Monday, May 16, 2011

May: A Walk in the Garden

By mid-May, the leaves on the overstory oaks, hickories, sweetgums and poplars are fully grown. The garden looks green and lush from recent rains. The spring ephemerals have bloomed and gone to seed, and there's a lull before the summer perennials start blooming. Yet there's still a few plants in bloom, many of them native to the Southeast. One of my favorite shrubs stands out amidst all the green: Oakleaf hydrangea. It thrives in the dappled light of the understory.

 Hydrangea quercifolia

I obtained divisions of creeping phlox and penstemon last spring when volunteering doing plant maintenance at the UNC Botanical Gardens. I transplanted them in hot weather and wasn't sure they'd survive. I love it when plants once again prove my worries to be unfounded. 

Phlox stolonifera
I'm not sure what variety of penstemon this is. Do you know?
Evening primrose is a beautiful lemon color, perhaps my favorite yellow of all flowers. This volunteer surprised me during a walk through the garden. It is a growing under an ironwood sapling that I also "weeded" from the botanical garden. 

If you look closely, you can see pollen on the legs of the ant on this Oenothera fruticosa. 
I'm happy to see that Tiarella cordifolia is still blooming one month later. I find it difficult to capture the fairy-like charm of this little woodland perennial in photographs. 

The geraniums after five years have finally spread to make a charming edging to the walkway.

Geranium sanguineum 'Max Frei'
Here is a close-up of a mystery azalea that charms simply because it blooms long after other the flowers of other azaleas are a memory. 

Bumblebees spend the day crawling on the blooms of Magic Carpet spirea.

Spiraea bumalda 'Magic Carpet'
I raved about Confederate star jasmine in my post yesterday. 

Trachelospermum jasminoides


FlowerLady said...

What lovely blooms you have there in your gardens.
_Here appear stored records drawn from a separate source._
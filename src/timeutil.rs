//! Timecode, timezone, and date-chunking helpers shared by commands.

use anyhow::{anyhow, bail, Context, Result};
use chrono::{Datelike, Duration, NaiveDate, TimeZone, Utc};
use chrono_tz::Tz;
use once_cell::sync::Lazy;
use regex::Regex;

static TIMECODE_RE: Lazy<Regex> =
    Lazy::new(|| Regex::new(r"^\d{2}:\d{2}:\d{2}$").expect("valid regex"));

static UNSAFE_CHARS_RE: Lazy<Regex> =
    Lazy::new(|| Regex::new(r"[^a-zA-Z0-9_-]").expect("valid regex"));

static SOURCE_SUFFIX_RE: Lazy<Regex> =
    Lazy::new(|| Regex::new(r"\s*\(Source\)").expect("valid regex"));

static TRAILING_UNDERSCORE_MP4_RE: Lazy<Regex> =
    Lazy::new(|| Regex::new(r"_*\.mp4$").expect("valid regex"));

/// Make a string safe to use as a filename component.
pub fn sanitize_filename(name: &str, max_length: usize) -> String {
    let cleaned = UNSAFE_CHARS_RE.replace_all(name, "_");
    cleaned.chars().take(max_length).collect()
}

/// Strip the artifacts upload tooling leaves in source filenames:
/// a trailing " (Source)" marker and underscores before the extension.
pub fn clean_source_filename(filename: &str) -> String {
    let cleaned = SOURCE_SUFFIX_RE.replace_all(filename, "");
    let cleaned = TRAILING_UNDERSCORE_MP4_RE.replace(&cleaned, ".mp4");
    cleaned.trim().to_string()
}

/// Validate an `HH:MM:SS` timecode.
pub fn is_valid_timecode(timecode: &str) -> bool {
    TIMECODE_RE.is_match(timecode)
}

/// Convert `HH:MM:SS` to milliseconds. The format must already be valid.
pub fn timecode_to_ms(timecode: &str) -> Result<i64> {
    if !is_valid_timecode(timecode) {
        bail!("Invalid timecode format: '{}' (expected HH:MM:SS)", timecode);
    }
    let mut parts = timecode.split(':');
    let hh: i64 = parts.next().unwrap().parse()?;
    let mm: i64 = parts.next().unwrap().parse()?;
    let ss: i64 = parts.next().unwrap().parse()?;
    if mm > 59 || ss > 59 {
        bail!("Invalid timecode value: '{}'", timecode);
    }
    Ok(hh * 3_600_000 + mm * 60_000 + ss * 1_000)
}

/// Render whole seconds as `H:MM:SS` (matches spreadsheet duration cells).
pub fn seconds_to_hhmmss(total_seconds: i64) -> String {
    let hours = total_seconds / 3600;
    let minutes = (total_seconds % 3600) / 60;
    let seconds = total_seconds % 60;
    format!("{}:{:02}:{:02}", hours, minutes, seconds)
}

pub fn parse_tz(name: &str) -> Result<Tz> {
    name.parse::<Tz>()
        .map_err(|_| anyhow!("Unknown timezone: '{}'", name))
}

/// Render a UTC epoch in the given timezone as `YYYY-MM-DD HH:MM:SS`.
pub fn format_epoch(epoch: i64, tz: Tz) -> String {
    match Utc.timestamp_opt(epoch, 0) {
        chrono::LocalResult::Single(dt) => {
            dt.with_timezone(&tz).format("%Y-%m-%d %H:%M:%S").to_string()
        }
        _ => String::new(),
    }
}

pub fn parse_date(raw: &str) -> Result<NaiveDate> {
    NaiveDate::parse_from_str(raw.trim(), "%Y-%m-%d")
        .with_context(|| format!("'{}' is not a YYYY-MM-DD date", raw))
}

/// Query chunking interval for the usage report.
#[derive(Debug, Clone, Copy, PartialEq, Eq, clap::ValueEnum)]
pub enum ChunkInterval {
    Yearly,
    Monthly,
    Weekly,
    Daily,
}

impl ChunkInterval {
    pub fn label(&self) -> &'static str {
        match self {
            ChunkInterval::Yearly => "year",
            ChunkInterval::Monthly => "month",
            ChunkInterval::Weekly => "week",
            ChunkInterval::Daily => "day",
        }
    }
}

/// Split `[start, end]` into inclusive sub-ranges of the given interval.
/// Monthly chunks end on the last day of the month containing the chunk
/// start; yearly chunks end on Dec 31.
pub fn chunk_ranges(
    start: NaiveDate,
    end: NaiveDate,
    interval: ChunkInterval,
) -> Vec<(NaiveDate, NaiveDate)> {
    let mut ranges = Vec::new();
    let mut current = start;

    while current <= end {
        let chunk_end = match interval {
            ChunkInterval::Yearly => NaiveDate::from_ymd_opt(current.year(), 12, 31)
                .expect("Dec 31 always exists"),
            ChunkInterval::Monthly => last_day_of_month(current),
            ChunkInterval::Weekly => current + Duration::days(6),
            ChunkInterval::Daily => current,
        };

        ranges.push((current, chunk_end.min(end)));
        current = chunk_end + Duration::days(1);
    }

    ranges
}

fn last_day_of_month(date: NaiveDate) -> NaiveDate {
    // Jump past day 28 into next month, then step back to day 1 minus one.
    let pivot = NaiveDate::from_ymd_opt(date.year(), date.month(), 28).expect("day 28 exists")
        + Duration::days(4);
    NaiveDate::from_ymd_opt(pivot.year(), pivot.month(), 1).expect("day 1 exists")
        - Duration::days(1)
}

/// Inclusive epoch bounds of a date range: midnight at the start, end of
/// day at the end, interpreted as UTC (matching the backend's createdAt).
pub fn date_range_epochs(start: NaiveDate, end: NaiveDate) -> (i64, i64) {
    let start_epoch = start
        .and_hms_opt(0, 0, 0)
        .expect("midnight exists")
        .and_utc()
        .timestamp();
    let end_epoch = end
        .and_hms_opt(23, 59, 59)
        .expect("end of day exists")
        .and_utc()
        .timestamp();
    (start_epoch, end_epoch)
}

#[cfg(test)]
mod tests {
    use super::*;

    #[test]
    fn test_sanitize_filename() {
        assert_eq!(sanitize_filename("Week 1: Intro!", 80), "Week_1__Intro_");
        assert_eq!(sanitize_filename("abcdef", 3), "abc");
    }

    #[test]
    fn test_clean_source_filename() {
        assert_eq!(
            clean_source_filename("lecture_01 (Source).mp4"),
            "lecture_01.mp4"
        );
        assert_eq!(clean_source_filename("talk___.mp4"), "talk.mp4");
        assert_eq!(clean_source_filename("plain.mov"), "plain.mov");
    }

    #[test]
    fn test_timecode_validation() {
        assert!(is_valid_timecode("00:05:30"));
        assert!(is_valid_timecode("10:00:00"));
        assert!(!is_valid_timecode("0:05:30"));
        assert!(!is_valid_timecode("00:05"));
        assert!(!is_valid_timecode("00-05-30"));
        assert!(!is_valid_timecode(" 00:05:30"));
    }

    #[test]
    fn test_timecode_to_ms() {
        assert_eq!(timecode_to_ms("00:00:01").unwrap(), 1_000);
        assert_eq!(timecode_to_ms("00:05:30").unwrap(), 330_000);
        assert_eq!(timecode_to_ms("02:00:00").unwrap(), 7_200_000);
        assert!(timecode_to_ms("00:99:00").is_err());
        assert!(timecode_to_ms("bogus").is_err());
    }

    #[test]
    fn test_seconds_to_hhmmss() {
        assert_eq!(seconds_to_hhmmss(0), "0:00:00");
        assert_eq!(seconds_to_hhmmss(59), "0:00:59");
        assert_eq!(seconds_to_hhmmss(3661), "1:01:01");
        assert_eq!(seconds_to_hhmmss(86400), "24:00:00");
    }

    #[test]
    fn test_monthly_chunks_land_on_month_ends() {
        let start = NaiveDate::from_ymd_opt(2024, 1, 15).unwrap();
        let end = NaiveDate::from_ymd_opt(2024, 3, 10).unwrap();
        let ranges = chunk_ranges(start, end, ChunkInterval::Monthly);

        assert_eq!(
            ranges,
            vec![
                (
                    NaiveDate::from_ymd_opt(2024, 1, 15).unwrap(),
                    NaiveDate::from_ymd_opt(2024, 1, 31).unwrap()
                ),
                (
                    NaiveDate::from_ymd_opt(2024, 2, 1).unwrap(),
                    NaiveDate::from_ymd_opt(2024, 2, 29).unwrap()
                ),
                (
                    NaiveDate::from_ymd_opt(2024, 3, 1).unwrap(),
                    NaiveDate::from_ymd_opt(2024, 3, 10).unwrap()
                ),
            ]
        );
    }

    #[test]
    fn test_daily_chunks_cover_every_day() {
        let start = NaiveDate::from_ymd_opt(2024, 6, 1).unwrap();
        let end = NaiveDate::from_ymd_opt(2024, 6, 3).unwrap();
        let ranges = chunk_ranges(start, end, ChunkInterval::Daily);
        assert_eq!(ranges.len(), 3);
        assert!(ranges.iter().all(|(a, b)| a == b));
    }

    #[test]
    fn test_yearly_chunk_caps_at_end() {
        let start = NaiveDate::from_ymd_opt(2023, 7, 1).unwrap();
        let end = NaiveDate::from_ymd_opt(2024, 2, 1).unwrap();
        let ranges = chunk_ranges(start, end, ChunkInterval::Yearly);
        assert_eq!(ranges.len(), 2);
        assert_eq!(ranges[0].1, NaiveDate::from_ymd_opt(2023, 12, 31).unwrap());
        assert_eq!(ranges[1].1, end);
    }

    #[test]
    fn test_epoch_bounds() {
        let day = NaiveDate::from_ymd_opt(2024, 1, 1).unwrap();
        let (start, end) = date_range_epochs(day, day);
        assert_eq!(end - start, 86_399);
    }

    #[test]
    fn test_format_epoch_in_timezone() {
        let tz = parse_tz("America/Los_Angeles").unwrap();
        // 2024-01-01 00:00:00 UTC is 2023-12-31 16:00:00 PT
        assert_eq!(format_epoch(1704067200, tz), "2023-12-31 16:00:00");
        assert!(parse_tz("Not/AZone").is_err());
    }
}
Confederate jasmine is also a favorite of mine. It has about petered out now. I look forward to it blooming every spring.

Thank you for visiting my blog and your kind comment.


Sheila said...

Thanks for visiting, Flower Lady. It seems Confederate star jasmine has lots of fans!

Autumn Belle said...

It was a refreshing walk in your garden that is now filled with beautiful, colourful blooms. It looks like our garden friends are having a bug party.

Karin / Southern Meadows said...

You still have lots blooming in your garden! I have had
oakleaf hydrangea on my list for a long time. I must get one soon!

Wife, Mother, Gardener said...

I just planted my first Oakleaf Hydrangea on our Shade Path because I have long admired the one I choose while designing a friend's garden. They are such a charming shrub, I think.

Lovely blog! Thank you for your sweet comment on WMG. I enjoyed my visit here as well!

Anonymous said...

What great photos and lovely plants! I love that Oakleaf's on my "someday" list!

That Jasmine is incredible too...

You have such fabulous colors in bloom right now - I'm eager to see how your garden changes over the season!

Sheila Read said...

Autumn Belle, a bug party? I'm there :) Thanks for your kind comments!

Karin and Red Garden Clogs, I highly recommend Oakleaf hydrangeas. Mine takes virtually no care and grows on a slope with clayey soil under an oak and hickory. They don't need to be watered constantly, like other hydrangeas I've tried to grow. Make sure to protect them from deer, though!

Julie, I agree with their charm. They're so different from most other shrubs with their big leaves ... Mine is on a shady path, too.

Anonymous said...

Thanks, Sheila - that's great to know re: the oakleaf hydrangea...we have a lot of shady areas in our yard (and definitely no deer here in Brooklyn - ha!) I think it might be a good choice for us (NEXT year, since I've already gone wild with the plant purchases this year!)

I will definitely keep it mind once I see how other things fare this year. Thanks!

Donna said...

Lovely lush and green...bright happy flowers...mine are just starting to bloom..

Sheila Read said...

Donna, I'm loving the lush green ... Still, I treasure early spring when each day brings such change. Enjoy!